Caratterizzazione di biofilm acquatici con citometria a flusso

Published: June 06, 2018
doi:
10.3791/57655
, , , ,
1Department of Environmental Toxicology,Eawag – Swiss Federal Institute for Aquatic Science and Technology

Summary

Citometria a flusso in combinazione con il clustering visual offre un facile da usare e veloce metodo per lo studio di biofilm acquatici. Può essere utilizzato per la caratterizzazione di biofilm, rilevamento delle modifiche nella struttura della comunità di biofilm e la rilevazione delle particelle abiotiche incorporato nel biofilm.

Abstract

I biofilm sono consorzi dinamici del microorganismo che svolgono un ruolo chiave negli ecosistemi d’acqua dolce. Modificando la loro struttura di comunità, biofilm rispondere rapidamente ai cambiamenti ambientali e possono essere quindi utilizzati come indicatori della qualità dell’acqua. Attualmente, biofilm valutazione si basa principalmente sugli endpoint integrativo e funzionale, come l’attività fotosintetica o respiratoria, che non forniscono informazioni sulla struttura di comunità di biofilm. Citometria a flusso e visualizzazione computazionale offrono un metodo alternativo, sensibile e facile da usare per valutare la composizione della Comunità, in particolare della parte autotrofe del biofilm d’acqua dolce. Richiede solo la preparazione di base del campione, dopo che l’intero campione è gestito attraverso il citometro a flusso. Le informazioni ottiche e fluorescente di cella singola viene utilizzate per la visualizzazione del calcolo e interpretazione biologica. I suoi principali vantaggi rispetto ad altri metodi sono la velocità di analisi e la natura di alto contenuto di informazioni. Citometria a flusso fornisce informazioni su diversi tratti di biofilm e cellulare in una singola misurazione: granulometria, densità, contenuto di pigmenti, abiotici contenuti nel biofilm e grossolane informazioni tassonomiche. Tuttavia, non fornisce informazioni sulla composizione di biofilm a livello di specie. Vediamo elevato potenziale nell’uso del metodo per il monitoraggio ambientale degli ecosistemi acquatici e come valutazione iniziale biofilm passo che informa a valle dettagliate indagini dai metodi complementari e più dettagliati.

Introduction

I biofilm sono consorzi dinamici del microorganismo che svolgono un ruolo chiave negli ecosistemi d’acqua dolce, che vanno dalla produzione primaria, ciclo dei nutrienti e purificazione dell’acqua ad influenzare la distribuzione dei microrganismi e della loro biodiversità nell’ecosistema 1. quando biofilm sono esposti a condizioni ambientali o a fattori di stress, quali i prodotti chimici, la loro struttura di comunità si sposta rapidamente verso più tollerante specie2,3. Loro alta sensibilità si trasforma il biofilm in sistemi modello attraente per monitoraggio ambientale4, tuttavia nessuno dei metodi attualmente è perfettamente adatto per tracciare effettivamente la dinamica di una comunità di biofilm in un modo facile e veloce.

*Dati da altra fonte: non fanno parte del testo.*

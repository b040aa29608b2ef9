// ==========================================
// 成绩核算与评审引擎 - 名册/课程快照
// ==========================================
// 来源: 外部名册/课程目录系统 (只读参考数据)
// 红线: 以显式注入的版本化快照传入计算器,不读全局状态
// ==========================================

use serde::{Deserialize, Serialize};
use std::collections::BTreeMap;

// ==========================================
// SubjectSpec - 科目参考数据
// ==========================================
#[derive(Debug, Clone, Serialize, Deserialize)]
pub struct SubjectSpec {
    pub subject_id: String,
    pub name: String,
    pub coefficient: f64,        // 科目系数
    pub is_eliminatory: bool,    // 科目级淘汰标志
    pub ue_code: Option<String>, // 所属教学单元
}

// ==========================================
// TeachingUnit - 教学单元 (UE)
// ==========================================
#[derive(Debug, Clone, Serialize, Deserialize)]
pub struct TeachingUnit {
    pub ue_code: String,
    pub name: String,
    pub ects: u32, // 学分
}

// ==========================================
// RosterSnapshot - 名册快照
// ==========================================
#[derive(Debug, Clone, Default, Serialize, Deserialize)]
pub struct RosterSnapshot {
    pub snapshot_version: String,
    pub promotion: String,                         // 年级/班级
    pub students: Vec<String>,                     // 学生ID (整届名单, 排名口径)
    pub subjects: BTreeMap<String, SubjectSpec>,   // subject_id -> 科目
    pub units: BTreeMap<String, TeachingUnit>,     // ue_code -> 教学单元
}

impl RosterSnapshot {
    pub fn new(snapshot_version: impl Into<String>, promotion: impl Into<String>) -> Self {
        Self {
            snapshot_version: snapshot_version.into(),
            promotion: promotion.into(),
            ..Default::default()
        }
    }

    pub fn with_student(mut self, student_id: impl Into<String>) -> Self {
        self.students.push(student_id.into());
        self
    }

    pub fn with_subject(mut self, subject: SubjectSpec) -> Self {
        self.subjects.insert(subject.subject_id.clone(), subject);
        self
    }

    pub fn with_unit(mut self, unit: TeachingUnit) -> Self {
        self.units.insert(unit.ue_code.clone(), unit);
        self
    }

    pub fn subject(&self, subject_id: &str) -> Option<&SubjectSpec> {
        self.subjects.get(subject_id)
    }
}

impl SubjectSpec {
    pub fn new(subject_id: impl Into<String>, name: impl Into<String>, coefficient: f64) -> Self {
        Self {
            subject_id: subject_id.into(),
            name: name.into(),
            coefficient,
            is_eliminatory: false,
            ue_code: None,
        }
    }

    pub fn eliminatory(mut self) -> Self {
        self.is_eliminatory = true;
        self
    }

    pub fn in_unit(mut self, ue_code: impl Into<String>) -> Self {
        self.ue_code = Some(ue_code.into());
        self
    }
}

Il comunemente utilizzato set di metodi per la caratterizzazione di biofilm consiste nella misurazione di endpoint funzionale e strutturale. A livello dell’intera comunità, l’attività fotosintetica e respiratoria, nonché l’attività degli enzimi extracellulari fornisce informazioni sullo stato funzionale del biofilm5,6,7,8 ,9. Attribuzione di biomassa viene utilizzato come un indicatore per la crescita complessiva del biofilm. Cambiamenti strutturali sono attualmente misurate sia tramite identificazione di specie tradizionali con microscopia chiara o con tecniche basate su nucleotide (ad es., denaturing gradient gel electrophoresis (DGGE), distanziale intergenica ribosomale automatizzato analisi (ARISA), metagenomica)10,11,12. Questi metodi forniscono informazioni ma sono richiede molto tempo per eseguire, o richiedono conoscenze specifiche o sono ancora in fase di sviluppo. Infine, nuovi metodi per la valutazione delle sostanze polimeriche extracellulari (EPS)13,14 e il biofilm architettura1, mentre sensibile, sono basso-throughput e non sono state ancora sviluppate verso a fini di controllo.

È evidente che per una completa caratterizzazione di biofilm d’acqua dolce, è necessario combinare diversi metodi, che consentono di comprendere la funzione di biofilm, la composizione e l’architettura. Per il monitoraggio ambientale, d’altra parte, un metodo veloce e sensibile che è in grado di rilevare le modifiche nel biofilm e abilitare base interpretazione biologica dei mutamenti a livello strutturale e funzionale è necessario.

Abbiamo sviluppato un nuovo metodo per la caratterizzazione della comunità microbica del componente phototrophic di flusso biofilm (perifiton), che è abbastanza veloce per fini di controllo e allo stesso tempo fornisce sufficienti informazioni sulla comunità di biofilm struttura per consentire l’interpretazione biologica15. Si basa su singola cellula flusso cytometry (FC) di campioni di biofilm ed accoppiato con visualizzazione computazionale e fornisce informazioni sulle proprietà ottiche e fluorescente del biofilm a livello di singola cellula.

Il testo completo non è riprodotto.